**EXERCISE GOAL**
Each line of the listing below containing the word "this" should be returned.

**RECORDED DATA**
▽

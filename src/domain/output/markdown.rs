//! Markdown document rendering.
//!
//! Layout:
//!
//! ```text
//! # {title}
//!
//! {summary}
//!
//! ## Clarify Phase
//!
//! *{phase description}*
//!
//! **{question text}**: {answer | Not answered}
//! ```
//!
//! Every phase section is emitted, answered or not. User text is escaped
//! line by line so it can never open a heading of its own.

use std::borrow::Cow;

use crate::domain::methodology::{Methodology, Phase};
use crate::domain::session::Session;

/// Marker shown for a question without a (non-blank) answer.
pub const NOT_ANSWERED: &str = "Not answered";

/// Renders the session as a Markdown document.
pub fn render_markdown(session: &Session, methodology: &Methodology) -> String {
    let mut doc = format!("# {}\n\n", escape_inline(session.title()));

    if let Some(summary) = session.summary().filter(|s| !s.trim().is_empty()) {
        doc.push_str(&escape_block(summary));
        doc.push_str("\n\n");
    }

    for phase in methodology.phases() {
        doc.push_str(&render_phase(session, phase));
    }

    // Exactly one trailing newline.
    let trimmed = doc.trim_end_matches('\n').len();
    doc.truncate(trimmed);
    doc.push('\n');
    doc
}

fn render_phase(session: &Session, phase: &Phase) -> String {
    let mut section = format!("## {}\n\n", phase.heading());

    if !phase.description.trim().is_empty() {
        section.push_str(&format!("*{}*\n\n", escape_inline(&phase.description)));
    }

    for question in &phase.questions {
        let answer = answer_text(session, question.id.as_str());
        section.push_str(&format!(
            "**{}**: {}\n\n",
            escape_inline(&question.text),
            escape_block(answer)
        ));
    }

    section
}

/// Answer value for a question, or the [`NOT_ANSWERED`] marker.
pub(super) fn answer_text<'a>(session: &'a Session, question_id: &str) -> &'a str {
    session
        .answer(question_id)
        .filter(|a| !a.is_blank())
        .map(|a| a.value())
        .unwrap_or(NOT_ANSWERED)
}

/// Escapes text that must stay on one line (titles, labels).
pub(super) fn escape_inline(text: &str) -> String {
    normalize_line_endings(text)
        .split('\n')
        .map(str::trim)
        .filter(|line| !line.is_empty())
        .collect::<Vec<_>>()
        .join(" ")
}

/// Escapes multi-line user text so no line reads as a heading.
fn escape_block(text: &str) -> String {
    normalize_line_endings(text)
        .lines()
        .map(escape_line)
        .collect::<Vec<_>>()
        .join("\n")
}

/// Rewrites `\r\n` and lone `\r` as `\n`; all three end a Markdown line.
fn normalize_line_endings(text: &str) -> Cow<'_, str> {
    if text.contains('\r') {
        Cow::Owned(text.replace("\r\n", "\n").replace('\r', "\n"))
    } else {
        Cow::Borrowed(text)
    }
}

fn escape_line(line: &str) -> Cow<'_, str> {
    let content = line.trim_start();
    let indent = &line[..line.len() - content.len()];
    if content.starts_with('#') || is_setext_underline(content) {
        Cow::Owned(format!("{}\\{}", indent, content))
    } else {
        Cow::Borrowed(line)
    }
}

/// A line of only `=` or only `-` turns the line above it into a heading.
fn is_setext_underline(line: &str) -> bool {
    let line = line.trim_end();
    !line.is_empty() && (line.chars().all(|c| c == '=') || line.chars().all(|c| c == '-'))
}

#[cfg(test)]
mod tests {
    use super::*;
    use crate::domain::foundation::QuestionId;
    use proptest::prelude::*;

    fn qid(id: &str) -> QuestionId {
        QuestionId::new(id).unwrap()
    }

    fn second_level_headings(doc: &str) -> Vec<&str> {
        doc.split(['\n', '\r']).filter(|l| l.starts_with("## ")).collect()
    }

    #[test]
    fn empty_session_has_all_four_phases() {
        let doc = render_markdown(&Session::new("Demo").unwrap(), Methodology::builtin());

        assert!(doc.starts_with("# Demo\n\n## Clarify Phase\n"));
        assert_eq!(
            second_level_headings(&doc),
            vec![
                "## Clarify Phase",
                "## Organize Phase",
                "## Refine Phase",
                "## Equip Phase"
            ]
        );
        assert!(doc.contains("**What specific problem does this project solve?**: Not answered\n"));
        assert!(doc.ends_with("Not answered\n"));
    }

    #[test]
    fn renders_answers_under_their_question() {
        let answer = "X".repeat(60);
        let session = Session::new("Demo")
            .unwrap()
            .set_answer(qid("problem"), answer.clone())
            .with_phase(crate::domain::foundation::PhaseId::Organize);

        let doc = render_markdown(&session, Methodology::builtin());
        let clarify = doc.split("## Organize Phase").next().unwrap();
        assert!(clarify.contains(&format!(
            "**What specific problem does this project solve?**: {}",
            answer
        )));
    }

    #[test]
    fn renders_phase_description_in_italics() {
        let doc = render_markdown(&Session::new("Demo").unwrap(), Methodology::builtin());
        assert!(doc.contains("*Define the core purpose and scope of your project*"));
    }

    #[test]
    fn renders_summary_after_title() {
        let session = Session::new("Demo")
            .unwrap()
            .with_summary(Some("A planning tool".to_string()));
        let doc = render_markdown(&session, Methodology::builtin());
        assert!(doc.starts_with("# Demo\n\nA planning tool\n\n## Clarify Phase"));
    }

    #[test]
    fn blank_answer_renders_as_not_answered() {
        let session = Session::new("Demo").unwrap().set_answer(qid("scope"), "  ");
        let doc = render_markdown(&session, Methodology::builtin());
        assert!(doc.contains("**What is the project scope?**: Not answered"));
    }

    #[test]
    fn heading_like_answers_are_escaped() {
        let session = Session::new("Demo")
            .unwrap()
            .set_answer(qid("problem"), "intro\n## Fake Phase\n  # also\nunderlined\n---");
        let doc = render_markdown(&session, Methodology::builtin());

        assert_eq!(second_level_headings(&doc).len(), 4);
        assert!(doc.contains("\\## Fake Phase"));
        assert!(doc.contains("  \\# also"));
        assert!(doc.contains("\\---"));
    }

    #[test]
    fn multi_line_title_stays_on_heading_line() {
        let session = Session::new("Demo\n## Injected").unwrap();
        let doc = render_markdown(&session, Methodology::builtin());
        assert!(doc.starts_with("# Demo ## Injected\n"));
        assert_eq!(second_level_headings(&doc).len(), 4);
    }

    #[test]
    fn carriage_returns_end_lines_too() {
        let session = Session::new("Demo\r## Injected title")
            .unwrap()
            .set_answer(qid("problem"), "intro\r## Injected answer\r\n---");
        let doc = render_markdown(&session, Methodology::builtin());

        assert!(!doc.contains('\r'));
        assert!(doc.starts_with("# Demo ## Injected title\n"));
        assert!(doc.contains("intro\n\\## Injected answer\n\\---"));
        let headings = doc.split(['\n', '\r']).filter(|l| l.starts_with("## ")).count();
        assert_eq!(headings, 4);
    }

    #[test]
    fn answers_outside_methodology_are_not_rendered() {
        let session = Session::new("Demo").unwrap().set_answer(qid("C-01"), "orphan");
        let doc = render_markdown(&session, Methodology::builtin());
        assert!(!doc.contains("orphan"));
    }

    #[test]
    fn output_is_deterministic() {
        let session = Session::new("Demo")
            .unwrap()
            .set_answer(qid("risks"), "Scope creep")
            .set_answer(qid("problem"), "Slow planning");
        let a = render_markdown(&session, Methodology::builtin());
        let b = render_markdown(&session.clone(), Methodology::builtin());
        assert_eq!(a, b);
    }

    proptest! {
        #[test]
        fn always_exactly_four_phase_headings(
            title in ".{0,20}(\r|\n|\r\n)?.{1,20}",
            answers in proptest::collection::vec((0usize..15, "(#|## |-|=|[a-z ]|\n|\r){0,30}"), 0..8),
        ) {
            prop_assume!(!title.trim().is_empty());
            let builtin = Methodology::builtin();
            let ids: Vec<QuestionId> = builtin.questions().map(|q| q.id.clone()).collect();

            let mut session = Session::new(title).unwrap();
            for (index, value) in answers {
                session = session.set_answer(ids[index].clone(), value);
            }

            let doc = render_markdown(&session, builtin);
            prop_assert_eq!(
                second_level_headings(&doc),
                vec!["## Clarify Phase", "## Organize Phase", "## Refine Phase", "## Equip Phase"]
            );
        }
    }
}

△

**WRITTEN ANSWER**
        assert!(doc.contains("**What specific problem does this project solve?**: Not answered\n"));
            "**What specific problem does this project solve?**: {}",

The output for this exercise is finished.